The complications arise when we discuss under what precise conditions a group of heretics can be expelled from the Church, or alternatively what kind of lapse of time may intervene between expulsion from the Church and loss of Grace. What I was told about the ecclesiology of the GOC (before the union with the SiR, mind you) was that the GOC had made a local decision that the new calendarists and ecumenists were outside the Church and devoid of sacramental Grace, but that as this was a local decision, it was not a matter of faith for everyone in the GOC to believe that the ecumenists were without Grace, but only that they must not have communion with them. So I knew individuals who believed that the new calendarists had no Grace and others who believed that they did.

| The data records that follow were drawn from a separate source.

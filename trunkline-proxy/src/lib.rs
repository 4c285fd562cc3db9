//! Trunkline Proxy Engine
//!
//! The async half of Trunkline: the trunk routing engine, the OPTIONS health
//! monitor, DNS-backed server groups, the UDP transport and the trunk
//! registry that ties them together.

pub mod config;
pub mod control;
pub mod dns;
pub mod engine;
pub mod events;
pub mod health_check;
pub mod manager;
pub mod transport;
pub mod trunk;

pub use control::ProxyControl;
pub use engine::{default_failure_predicate, FailurePredicate, TrunkRoutingEngine};
pub use events::{EventBus, RoutingEvent};
pub use health_check::OptionsPingMonitor;
pub use manager::{HealthReport, TrunkManager};
pub use transport::{SharedTransport, SipTransport, UdpTransport};
pub use trunk::Trunk;
//! OPTIONS liveness probes.

use rsip::prelude::UntypedHeader;
use std::sync::atomic::{AtomicU32, Ordering};

use trunkline_core::{EndPoint, Error, PingPolicy, Transport};
use trunkline_filters::sip;

use crate::transport::SipTransport;

static CSEQ: AtomicU32 = AtomicU32::new(1);

/// What a single probe observed.
#[derive(Debug, Clone, PartialEq, Eq)]
pub enum ProbeResult {
    /// The endpoint answered with a final response.
    Responded(u16),
    /// No usable answer: transport error or probe timeout.
    Failed(Error),
    /// The scheduler had no capacity; nothing was sent.
    Rejected,
}

impl ProbeResult {
    /// Whether the endpoint should be considered healthy under `policy`.
    /// `None` means the probe says nothing about the endpoint.
    pub fn verdict(&self, policy: &PingPolicy) -> Option<bool> {
        match self {
            ProbeResult::Responded(code) => Some(!policy.is_failure(*code)),
            ProbeResult::Failed(_) => Some(false),
            ProbeResult::Rejected => None,
        }
    }
}

/// Build the OPTIONS request for an endpoint.
///
/// The transport stamps its own topmost Via when sending.
pub fn options_request(endpoint: &EndPoint, policy: &PingPolicy) -> rsip::Request {
    let call_id = format!("{}@trunkline", uuid::Uuid::new_v4());
    let cseq = CSEQ.fetch_add(1, Ordering::Relaxed);
    let target = format!("sip:{}:{}", endpoint.host, endpoint.port);

    let headers: Vec<rsip::Header> = vec![
        rsip::headers::From::new(format!(
            "<sip:ping@trunkline>;tag={}",
            uuid::Uuid::new_v4().simple()
        ))
        .into(),
        rsip::headers::To::new(format!("<{target}>")).into(),
        rsip::headers::CallId::new(call_id).into(),
        rsip::headers::CSeq::new(format!("{cseq} OPTIONS")).into(),
        rsip::headers::MaxForwards::new(policy.max_forwards.to_string()).into(),
        rsip::headers::ContentLength::new("0").into(),
    ];

    let host_with_port =
        rsip::HostWithPort::try_from(format!("{}:{}", endpoint.host, endpoint.port).as_str())
            .unwrap_or_default();
    let mut uri = rsip::Uri {
        scheme: Some(rsip::Scheme::Sip),
        host_with_port,
        ..Default::default()
    };
    if endpoint.transport != Transport::Udp {
        uri.params
            .push(rsip::Param::Transport(sip::rsip_transport(endpoint.transport)));
    }

    rsip::Request {
        method: rsip::Method::Options,
        uri,
        version: rsip::Version::V2,
        headers: headers.into(),
        body: vec![],
    }
}

/// Send one probe, bounded by the policy timeout.
pub async fn send_probe(
    transport: &dyn SipTransport,
    endpoint: &EndPoint,
    policy: &PingPolicy,
) -> ProbeResult {
    let request = options_request(endpoint, policy);
    match tokio::time::timeout(policy.timeout, transport.send(endpoint, request)).await {
        Ok(Ok(response)) => ProbeResult::Responded(response.status_code.code()),
        Ok(Err(e)) => ProbeResult::Failed(e),
        Err(_) => ProbeResult::Failed(Error::timeout(
            format!("OPTIONS to {}", endpoint.key()),
            policy.timeout,
        )),
    }
}

#[cfg(test)]
mod tests {
    use super::*;
    use rsip::prelude::HeadersExt;

    #[test]
    fn request_carries_policy_max_forwards() {
        let policy = PingPolicy {
            max_forwards: 3,
            ..PingPolicy::default()
        };
        let endpoint = EndPoint::new("10.0.0.1", 5070, Transport::Udp, "SG1", "net");
        let request = options_request(&endpoint, &policy);

        assert_eq!(request.method, rsip::Method::Options);
        assert_eq!(sip::max_forwards(&request), Some(3));
        assert!(request.uri.to_string().contains("10.0.0.1:5070"));
        assert!(request.cseq_header().unwrap().value().ends_with("OPTIONS"));
    }

    #[test]
    fn verdict_follows_failure_codes() {
        let policy = PingPolicy::default();
        assert_eq!(ProbeResult::Responded(200).verdict(&policy), Some(true));
        assert_eq!(ProbeResult::Responded(404).verdict(&policy), Some(true));
        assert_eq!(ProbeResult::Responded(503).verdict(&policy), Some(false));
        assert_eq!(ProbeResult::Failed(Error::NoMoreEndpoints).verdict(&policy), Some(false));
        assert_eq!(ProbeResult::Rejected.verdict(&policy), None);
    }
}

This doesn't sit well with some True Orthodox, who believe that the question of Grace is itself a matter of dogma and that it is a heresy to believe there is or even might be sacramental Grace outside the boundaries of the Church, as defined by either an ecumenical or a local council. It appears that the union with the SiR was carried out on the assumption that the question of Grace is still unsettled; the only position on which the SiR was required to change was their assertion that the ecumenists were definitely still in the Church and definitely still had Grace.
So that is my understanding of the issue. I'd like to remind everyone to keep their posts irenical in this public forum, although any corrections of fact are welcome. We have a thread in the private forum that allows polemical discussion of the GOC-SiR union and the question of grace.